The report of two workers toppling into a vat of chocolate at the Mars Wrigley factory in Pennsylvania (US) over the weekend made for interesting reading. In a scenario worthy of Roald Dahl, the two workers ended up waist deep in chocolate and a hole had to be cut in the vat to free them. Mars Wrigley was subsequently fined $14,500 by the Occupational Health and Safety Administration (the USA’s equivalent of the Health and Safety Executive).

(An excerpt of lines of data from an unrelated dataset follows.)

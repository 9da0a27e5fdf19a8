//! Progress reporting for enrichment runs.
//!
//! The run driver never prints. It hands [`ProgressEvent`]s to a
//! [`ProgressSink`] supplied by the caller: the CLI colors them on the
//! console, the web shell buffers them, a background task forwards them over
//! a channel.

use std::fmt;
use std::sync::mpsc::Sender;

use log::{info, warn};
use serde::Serialize;

use crate::run::RunSummary;

/// Result of asking one provider about one record.
#[derive(Debug, Clone, PartialEq, Eq, Serialize)]
#[serde(tag = "kind", rename_all = "snake_case")]
pub enum AttemptOutcome {
    Found { email: String },
    NoEmail,
    HttpError { status: u16 },
    TransportError { cause: String },
    Challenge,
    UnknownProvider,
}

impl AttemptOutcome {
    /// Whether the provider failed, as opposed to answering without an email.
    pub fn is_failure(&self) -> bool {
        matches!(
            self,
            AttemptOutcome::HttpError { .. }
                | AttemptOutcome::TransportError { .. }
                | AttemptOutcome::Challenge
                | AttemptOutcome::UnknownProvider
        )
    }
}

/// One provider attempt for one record.
#[derive(Debug, Clone, PartialEq, Eq, Serialize)]
pub struct ProviderAttempt {
    pub provider: String,
    pub outcome: AttemptOutcome,
}

impl ProviderAttempt {
    pub fn new(provider: impl Into<String>, outcome: AttemptOutcome) -> Self {
        Self {
            provider: provider.into(),
            outcome,
        }
    }
}

impl fmt::Display for ProviderAttempt {
    fn fmt(&self, f: &mut fmt::Formatter<'_>) -> fmt::Result {
        match &self.outcome {
            AttemptOutcome::Found { email } => write!(f, "{}: found {}", self.provider, email),
            AttemptOutcome::NoEmail => write!(f, "{}: no email found", self.provider),
            AttemptOutcome::HttpError { status } => {
                write!(f, "{}: HTTP status {}", self.provider, status)
            }
            AttemptOutcome::TransportError { cause } => {
                write!(f, "{}: request failed: {}", self.provider, cause)
            }
            AttemptOutcome::Challenge => write!(f, "{}: blocked by bot challenge", self.provider),
            AttemptOutcome::UnknownProvider => {
                write!(f, "{}: unknown provider, skipped", self.provider)
            }
        }
    }
}

/// Something worth telling a human about while a run is in progress.
#[derive(Debug, Clone, Serialize)]
#[serde(tag = "event", rename_all = "snake_case")]
pub enum ProgressEvent {
    RunStarted {
        total: usize,
        providers: Vec<String>,
    },
    RecordStarted {
        /// 1-based position within the loaded records.
        position: usize,
        total: usize,
        name: String,
        phone: String,
    },
    Attempt(ProviderAttempt),
    RecordFinished {
        position: usize,
        email: String,
        provider: String,
    },
    Message {
        text: String,
    },
    RunFinished(RunSummary),
}

impl ProgressEvent {
    pub fn message(text: impl Into<String>) -> Self {
        ProgressEvent::Message { text: text.into() }
    }
}

impl fmt::Display for ProgressEvent {
    fn fmt(&self, f: &mut fmt::Formatter<'_>) -> fmt::Result {
        match self {
            ProgressEvent::RunStarted { total, providers } => write!(
                f,
                "Processing {} records (providers: {})",
                total,
                providers.join(", ")
            ),
            ProgressEvent::RecordStarted {
                position,
                total,
                name,
                phone,
            } => write!(f, "[{}/{}] {} {}", position, total, name, phone),
            ProgressEvent::Attempt(attempt) => write!(f, "  {}", attempt),
            ProgressEvent::RecordFinished { email, provider, .. } => {
                if email.is_empty() {
                    write!(f, "  No email found")
                } else {
                    write!(f, "  Email: {} (via {})", email, provider)
                }
            }
            ProgressEvent::Message { text } => write!(f, "{}", text),
            ProgressEvent::RunFinished(summary) => write!(f, "{}", summary),
        }
    }
}

/// Receives progress events from a run.
pub trait ProgressSink {
    fn emit(&mut self, event: ProgressEvent);

    /// Free-form status line.
    fn log(&mut self, text: &str) {
        self.emit(ProgressEvent::message(text));
    }
}

/// Discards every event.
#[derive(Debug, Default, Clone, Copy)]
pub struct NullSink;

impl ProgressSink for NullSink {
    fn emit(&mut self, _event: ProgressEvent) {}
}

/// Forwards events to the `log` facade.
#[derive(Debug, Default, Clone, Copy)]
pub struct LogSink;

impl ProgressSink for LogSink {
    fn emit(&mut self, event: ProgressEvent) {
        match &event {
            ProgressEvent::Attempt(attempt) if attempt.outcome.is_failure() => warn!("{}", event),
            _ => info!("{}", event),
        }
    }
}

/// Sends events over a channel. A dropped receiver is ignored.
#[derive(Debug, Clone)]
pub struct ChannelSink {
    sender: Sender<ProgressEvent>,
}

impl ChannelSink {
    pub fn new(sender: Sender<ProgressEvent>) -> Self {
        Self { sender }
    }
}

impl ProgressSink for ChannelSink {
    fn emit(&mut self, event: ProgressEvent) {
        let _ = self.sender.send(event);
    }
}

/// Keeps every event; handy in tests.
#[derive(Debug, Default, Clone)]
pub struct CollectingSink {
    pub events: Vec<ProgressEvent>,
}

impl CollectingSink {
    pub fn new() -> Self {
        Self::default()
    }

    /// Provider attempts in emission order.
    pub fn attempts(&self) -> Vec<&ProviderAttempt> {
        self.events
            .iter()
            .filter_map(|e| match e {
                ProgressEvent::Attempt(attempt) => Some(attempt),
                _ => None,
            })
            .collect()
    }
}

impl ProgressSink for CollectingSink {
    fn emit(&mut self, event: ProgressEvent) {
        self.events.push(event);
    }
}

The legal framework for health and safety enforcement in the US is, of course, different to that in Great Britain, and there have been several large fines in the English courts over recent years. On the face of it, a fine of only $14,500 for a business the size of Mars Wrigley might appear low by comparison. In England fines are calculated by reference to a number of criteria. In addition to considering the level of harm the breach caused, other factors such as culpability, and the turnover of the business are taken into account. By way of example, in 2022 Dyson was fined £1.2 million in England when a worker was injured by a falling machine.
It is important that businesses remember that someone does not need to have been injured seriously, or indeed at all, for a company to be prosecuted and fined a significant sum. Whilst the level of harm caused by the breach is relevant when it comes to calculating the fine, it is the breach of the company’s legal obligation to ensure health and safety which will form the basis of any enforcement action, which could include prosecution in the criminal courts.